Deprived of all human contact, you lose your feeling of connectedness to the world. You lose your ability to make small talk, even with the guard who shoves your meal through the slot in the door. You live entirely in your head, for there is nothing else. You talk to yourself, answer yourself. You become paranoid, depressed, sleepless. To ward off madness, you must give your mind something to do. In 1970, I counted the 358 rivets that held my steel cell together, over and over. Every time the walls seemed to be closing in on me, I counted them again, to give my mind something to fasten on to.
There are men like Thomas Silverstein, in the federal prison system, who has been in solitary 30 years, and Albert Woodfox and Herman Wallace, who have been in Louisiana cells for some 40 years each. These men become examples of abuse of power and sometimes a rallying point for their fellow prisoners, who know they could one day face the same fate.
The prison protests in California are on an unprecedented scale; amazingly, they involved, at their peak, about two-thirds of the state’s penal facilities. At the beginning of this week, more than 2,500 inmates were still refusing food.
If prison authorities do not understand why thousands of inmates not directly affected by solitary confinement would join the protests, at great risk to themselves, they have only themselves to blame. They are victims of their own censorship.
If they were to listen to the inmates, they would understand that protests are almost always the product of what prisoners perceive to be officials’ abuse of arbitrary power. They are generally done by men made desperate by the lack of options to address their grievances. At the heart of the problem is a lack of open communications and freedom of expression.

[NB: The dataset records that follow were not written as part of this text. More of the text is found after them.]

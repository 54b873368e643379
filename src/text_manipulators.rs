use scraper::ElementRef;

pub fn extract_text(node: ElementRef) -> String {
    node.text().collect::<String>()
}

fn descendant_elements<'a>(root: ElementRef<'a>) -> impl Iterator<Item = ElementRef<'a>> {
    // `descendants` starts with the node itself.
    root.descendants().skip(1).filter_map(ElementRef::wrap)
}

fn has_class_substring(element: &ElementRef, tag_name: &str, substring: &str) -> bool {
    element.value().name() == tag_name
        && element
            .value()
            .attr("class")
            .is_some_and(|class| class.contains(substring))
}

pub fn find_by_class_substring<'a>(
    root: ElementRef<'a>,
    tag_name: &str,
    substring: &str,
) -> Option<ElementRef<'a>> {
    descendant_elements(root).find(|element| has_class_substring(element, tag_name, substring))
}

pub fn find_all_by_class_substring<'a>(
    root: ElementRef<'a>,
    tag_name: &str,
    substring: &str,
) -> Vec<ElementRef<'a>> {
    descendant_elements(root)
        .filter(|element| has_class_substring(element, tag_name, substring))
        .collect()
}

pub fn find_by_id<'a>(root: ElementRef<'a>, tag_name: &str, id: &str) -> Option<ElementRef<'a>> {
    descendant_elements(root)
        .find(|element| element.value().name() == tag_name && element.value().id() == Some(id))
}

pub fn join_url(url: &str, path: &str) -> String {
    format!(
        "{}/{}",
        url.trim_end_matches('/'),
        path.trim_start_matches('/')
    )
}

pub fn get_parent_url(url: &str) -> String {
    if url.matches('/').count() <= 2 {
        return url.to_string();
    }
    let trimmed = url.trim_end_matches('/');
    match trimmed.rsplit_once('/') {
        Some((parent, _)) => parent.to_string(),
        None => trimmed.to_string(),
    }
}

#[cfg(test)]
mod tests {
    use scraper::Html;

    use super::*;

    const HTML_SAMPLE: &str = r#"
        <html>
            <body>
                <div class="some-class">Content 1</div>
                <div class="another-class">Content 2</div>
                <p class="test-class">Paragraph 1</p>
                <p class="test-class-other">Paragraph 2</p>
                <script id="payload">{}</script>
            </body>
        </html>
    "#;

    #[test]
    fn finds_first_tag_by_class_substring() {
        let html = Html::parse_document(HTML_SAMPLE);
        let root = html.root_element();
        let tag = find_by_class_substring(root, "p", "test-class").unwrap();
        assert_eq!(extract_text(tag), "Paragraph 1");
        let span = find_by_class_substring(root, "span", "test-class");
        assert!(span.is_none());
    }

    #[test]
    fn finds_all_tags_by_class_substring() {
        let html = Html::parse_document(HTML_SAMPLE);
        let root = html.root_element();
        let tags = find_all_by_class_substring(root, "div", "class");
        let texts: Vec<_> = tags.into_iter().map(extract_text).collect();
        assert_eq!(texts, vec!["Content 1", "Content 2"]);
        let item_tags = find_all_by_class_substring(root, "div", "item-tag");
        assert!(item_tags.is_empty());
    }

    #[test]
    fn finds_tag_by_id() {
        let html = Html::parse_document(HTML_SAMPLE);
        let root = html.root_element();
        assert!(find_by_id(root, "script", "payload").is_some());
        assert!(find_by_id(root, "div", "payload").is_none());
    }

    #[test]
    fn joins_urls_with_single_slash() {
        let base = "http://example.com";
        assert_eq!(join_url(base, "subpage"), "http://example.com/subpage");
        assert_eq!(
            join_url("http://example.com/", "/subpage"),
            "http://example.com/subpage"
        );
        assert_eq!(
            join_url("http://example.com/", "subpage/"),
            "http://example.com/subpage/"
        );
        assert_eq!(
            join_url("http://example.com//", "//subpage"),
            "http://example.com/subpage"
        );
    }

    #[test]
    fn parent_url_drops_last_segment() {
        assert_eq!(
            get_parent_url("http://example.com/page"),
            "http://example.com"
        );
        assert_eq!(
            get_parent_url("http://example.com/page/"),
            "http://example.com"
        );
        assert_eq!(
            get_parent_url("http://example.com/section/page"),
            "http://example.com/section"
        );
        assert_eq!(get_parent_url("http://example.com"), "http://example.com");
    }
}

As a practical matter this is easy to resolve: institute mechanisms for authorities to meet regularly with inmates to discuss their problems without fear of reprisal. But this goes against entrenched attitudes, and too many officials see it as a surrender of their authority.
Too bad, because making responsible inmates partners in managing prison problems has worked extremely well in the Louisiana State Penitentiary, where the warden and sub-wardens have, for decades, regularly met with inmate leaders to discuss problems. It has gone from being one of the bloodiest to one of the safest maximum security prisons in America.
And if prison officials actually listened to inmates, they would find that their demands are often reasonable. It goes without saying that some inmates must be isolated for security reasons. And the California protesters acknowledge as much. They don’t demand a total end to the use of solitary confinement, but only reasonable limits to who is locked up and for how long, as well as some simple improvements like more educational and rehabilitative programming for those in solitary.
Why should you be concerned about the inhumane conditions of prolonged solitary confinement, with all the social, emotional and mental deterioration that it entails? Well, every year men from California’s Pelican Bay and other supermax prisons around the nation are released directly from the vacuum of their cells into free society, to live and work among you and your loved ones. As a matter of self-preservation, maybe we should all join the prisoners’ request for rehabilitative opportunities that will improve the mental health of those in solitary.
Wilbert Rideau, who served nearly 44 years for manslaughter, mostly at the Louisiana State Penitentiary, is a journalist and the author of the memoir “In the Place of Justice: A Story of Punishment and Deliverance.”